**WHAT YOU WILL DO**
Quote every line from the top of the listing down to and including the line that contains "default algorithm and".

**PROVIDED RECORDS**
◇ ◇ ◇ ◇ ◇ ◇ ◇

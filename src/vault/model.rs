//! The vault: a named collection of folders plus the encryption
//! parameters used to protect it at rest.
//!
//! Crypto parameters are per-vault state.  They are generated once when
//! the vault is created (fresh random salt, fixed default algorithm and
//! KDF) and carried forward on every re-save, so re-encryption keeps the
//! vault's established salt and iteration count.

use std::collections::BTreeMap;

use crate::crypto::kdf::{generate_salt, DEFAULT_KDF_ITERATIONS};
use crate::crypto::{AES_256_GCM, PBKDF2_SHA256};
use crate::errors::{PassVaultError, Result};

use super::entry::Entry;
use super::folder::Folder;

/// Encryption parameters carried by a vault.
///
/// The salt is long-lived: generated at vault creation and reused across
/// re-saves unless deliberately rotated.  The nonce is NOT part of this
/// state; a fresh one is generated on every encryption call.
#[derive(Debug, Clone, PartialEq, Eq)]
pub struct CryptoParams {
    pub algorithm: String,
    pub kdf: String,
    pub kdf_iterations: u32,
    pub salt: Vec<u8>,
}

impl CryptoParams {
    /// Fresh parameters for a new vault: default algorithm pair and a
    /// newly generated random salt.
    pub fn generate(kdf_iterations: u32) -> Self {
        Self {
            algorithm: AES_256_GCM.to_string(),
            kdf: PBKDF2_SHA256.to_string(),
            kdf_iterations,
            salt: generate_salt().to_vec(),
        }
    }
}

/// A named vault owning folders, which in turn own entries.
#[derive(Debug, Clone, PartialEq, Eq)]
pub struct Vault {
    name: String,
    folders: BTreeMap<String, Folder>,
    crypto: CryptoParams,
}

impl Vault {
    /// Create an empty vault with default crypto parameters.
    pub fn new(name: impl Into<String>) -> Self {
        Self::with_kdf_iterations(name, DEFAULT_KDF_ITERATIONS)
    }

    /// Create an empty vault with an explicit KDF iteration count
    /// (e.g. from the config file).
    pub fn with_kdf_iterations(name: impl Into<String>, kdf_iterations: u32) -> Self {
        Self {
            name: name.into(),
            folders: BTreeMap::new(),
            crypto: CryptoParams::generate(kdf_iterations),
        }
    }

    /// The vault's name.
    pub fn name(&self) -> &str {
        &self.name
    }

    /// Change the vault's name.
    ///
    /// This only updates the in-memory object; the backing file is keyed
    /// by name too, so `Storage::rename_vault` is the operation that keeps
    /// disk and memory consistent.
    pub fn rename(&mut self, name: impl Into<String>) {
        self.name = name.into();
    }

    /// The vault's encryption parameters.
    pub fn crypto(&self) -> &CryptoParams {
        &self.crypto
    }

    /// Replace the encryption parameters.
    ///
    /// Used by storage to copy the envelope's parameters back onto a
    /// freshly loaded vault so the next save reuses them.
    pub fn set_crypto(&mut self, crypto: CryptoParams) {
        self.crypto = crypto;
    }

    // ------------------------------------------------------------------
    // Folder operations
    // ------------------------------------------------------------------

    /// Insert a folder, taking ownership.  The folder's own name becomes
    /// the map key.
    ///
    /// Fails with `DuplicateName` if a folder with that name is already
    /// present; the vault is left unchanged in that case.
    pub fn add_folder(&mut self, folder: Folder) -> Result<()> {
        let name = folder.name().to_string();
        if self.folders.contains_key(&name) {
            return Err(PassVaultError::DuplicateName(format!(
                "folder '{name}' in vault '{}'",
                self.name
            )));
        }
        self.folders.insert(name, folder);
        Ok(())
    }

    /// Look up a folder by name.
    pub fn get_folder(&self, name: &str) -> Result<&Folder> {
        self.folders.get(name).ok_or_else(|| {
            PassVaultError::NotFound(format!("folder '{name}' in vault '{}'", self.name))
        })
    }

    /// Look up a folder by name, returning a mutable reference.
    pub fn get_folder_mut(&mut self, name: &str) -> Result<&mut Folder> {
        self.folders.get_mut(name).ok_or_else(|| {
            PassVaultError::NotFound(format!("folder '{name}' in vault '{}'", self.name))
        })
    }

    /// Remove a folder and everything in it.  Absent names are a no-op.
    pub fn delete_folder(&mut self, name: &str) {
        self.folders.remove(name);
    }

    /// Returns `true` if the vault contains a folder with the given name.
    pub fn folder_exists(&self, name: &str) -> bool {
        self.folders.contains_key(name)
    }

    /// All folder names, ordered by name.
    pub fn folder_names(&self) -> Vec<String> {
        self.folders.keys().cloned().collect()
    }

    /// Iterate over folders, ordered by name.
    pub fn folders(&self) -> impl Iterator<Item = &Folder> {
        self.folders.values()
    }

    /// Rename a folder, atomically re-keying the map and updating the
    /// folder's own name field so the two never diverge.
    ///
    /// Fails with `NotFound` if `old_name` is absent and `DuplicateName`
    /// if `new_name` is already taken; nothing is mutated on failure.
    pub fn rename_folder(&mut self, old_name: &str, new_name: &str) -> Result<()> {
        if !self.folders.contains_key(old_name) {
            return Err(PassVaultError::NotFound(format!(
                "folder '{old_name}' in vault '{}'",
                self.name
            )));
        }
        if old_name != new_name && self.folders.contains_key(new_name) {
            return Err(PassVaultError::DuplicateName(format!(
                "folder '{new_name}' in vault '{}'",
                self.name
            )));
        }

        // Checked above, so the remove cannot fail.
        if let Some(mut folder) = self.folders.remove(old_name) {
            folder.set_name(new_name.to_string());
            self.folders.insert(new_name.to_string(), folder);
        }
        Ok(())
    }

    // ------------------------------------------------------------------
    // Entry pass-throughs
    // ------------------------------------------------------------------

    /// Add an entry to the named folder.  Fails with `NotFound` if the
    /// folder itself is missing.
    pub fn add_entry(
        &mut self,
        folder_name: &str,
        entry_name: impl Into<String>,
        entry: Entry,
    ) -> Result<()> {
        self.get_folder_mut(folder_name)?.add_entry(entry_name, entry)
    }

    /// Look up an entry inside the named folder.
    pub fn get_entry(&self, folder_name: &str, entry_name: &str) -> Result<&Entry> {
        self.get_folder(folder_name)?.get_entry(entry_name)
    }

    /// Remove an entry from the named folder.  Fails with `NotFound` only
    /// if the folder itself is missing; a missing entry is a no-op.
    pub fn delete_entry(&mut self, folder_name: &str, entry_name: &str) -> Result<()> {
        self.get_folder_mut(folder_name)?.delete_entry(entry_name);
        Ok(())
    }

    /// Returns `true` if the named folder exists and contains the named
    /// entry.  A missing folder simply yields `false`.
    pub fn entry_exists(&self, folder_name: &str, entry_name: &str) -> bool {
        self.folders
            .get(folder_name)
            .is_some_and(|f| f.entry_exists(entry_name))
    }
}

#[cfg(test)]
mod tests {
    use super::*;

    #[test]
    fn new_vault_has_default_crypto_params() {
        let vault = Vault::new("Personal");
        assert_eq!(vault.crypto().algorithm, AES_256_GCM);
        assert_eq!(vault.crypto().kdf, PBKDF2_SHA256);
        assert_eq!(vault.crypto().kdf_iterations, DEFAULT_KDF_ITERATIONS);
        assert_eq!(vault.crypto().salt.len(), 16);
    }

    #[test]
    fn fresh_vaults_get_fresh_salts() {
        let a = Vault::new("A");
        let b = Vault::new("B");
        assert_ne!(a.crypto().salt, b.crypto().salt);
    }

    #[test]
    fn add_and_get_folder() {
        let mut vault = Vault::new("Personal");
        vault.add_folder(Folder::new("Email")).unwrap();

        assert!(vault.folder_exists("Email"));
        assert_eq!(vault.get_folder("Email").unwrap().name(), "Email");
    }

    #[test]
    fn duplicate_folder_rejected() {
        let mut vault = Vault::new("Personal");
        vault.add_folder(Folder::new("Email")).unwrap();

        let result = vault.add_folder(Folder::new("Email"));
        assert!(matches!(result, Err(PassVaultError::DuplicateName(_))));
        assert_eq!(vault.folder_names().len(), 1);
    }

    #[test]
    fn delete_missing_folder_is_noop() {
        let mut vault = Vault::new("Personal");
        vault.add_folder(Folder::new("Email")).unwrap();

        vault.delete_folder("not-there");
        assert!(vault.folder_exists("Email"));
    }

    #[test]
    fn rename_folder_rekeys_map_and_member() {
        let mut vault = Vault::new("Personal");
        vault.add_folder(Folder::new("Email")).unwrap();

        vault.rename_folder("Email", "Mail").unwrap();

        assert!(!vault.folder_exists("Email"));
        assert!(vault.folder_exists("Mail"));
        // The map key and the folder's own name field must agree.
        assert_eq!(vault.get_folder("Mail").unwrap().name(), "Mail");
    }

    #[test]
    fn rename_folder_to_taken_name_fails_without_mutation() {
        let mut vault = Vault::new("Personal");
        vault.add_folder(Folder::new("Email")).unwrap();
        vault.add_folder(Folder::new("Banking")).unwrap();

        let result = vault.rename_folder("Email", "Banking");
        assert!(matches!(result, Err(PassVaultError::DuplicateName(_))));

        // Both folders still present under their original names.
        assert!(vault.folder_exists("Email"));
        assert!(vault.folder_exists("Banking"));
    }

    #[test]
    fn rename_missing_folder_fails() {
        let mut vault = Vault::new("Personal");
        let result = vault.rename_folder("ghost", "anything");
        assert!(matches!(result, Err(PassVaultError::NotFound(_))));
    }

    #[test]
    fn entry_passthroughs_resolve_folder_first() {
        let mut vault = Vault::new("Personal");
        vault.add_folder(Folder::new("Email")).unwrap();

        vault
            .add_entry("Email", "gmail", Entry::credential("me", "pw"))
            .unwrap();
        assert_eq!(
            vault.get_entry("Email", "gmail").unwrap(),
            &Entry::credential("me", "pw")
        );

        // Missing folder fails the pass-through.
        let result = vault.add_entry("ghost", "x", Entry::note("n"));
        assert!(matches!(result, Err(PassVaultError::NotFound(_))));
    }

    #[test]
    fn entry_exists_is_pure() {
        let mut vault = Vault::new("Personal");
        vault.add_folder(Folder::new("Email")).unwrap();

        // Missing folder is false, not an error.
        assert!(!vault.entry_exists("ghost", "anything"));
        assert!(!vault.entry_exists("Email", "anything"));

        vault
            .add_entry("Email", "gmail", Entry::note("hi"))
            .unwrap();
        assert!(vault.entry_exists("Email", "gmail"));
    }
}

◇ ◇ ◇ ◇ ◇ ◇ ◇

**TASK SOLUTION**
filename src/vault/model.rs
//! The vault: a named collection of folders plus the encryption
//! parameters used to protect it at rest.
//!
//! Crypto parameters are per-vault state.  They are generated once when
//! the vault is created (fresh random salt, fixed default algorithm and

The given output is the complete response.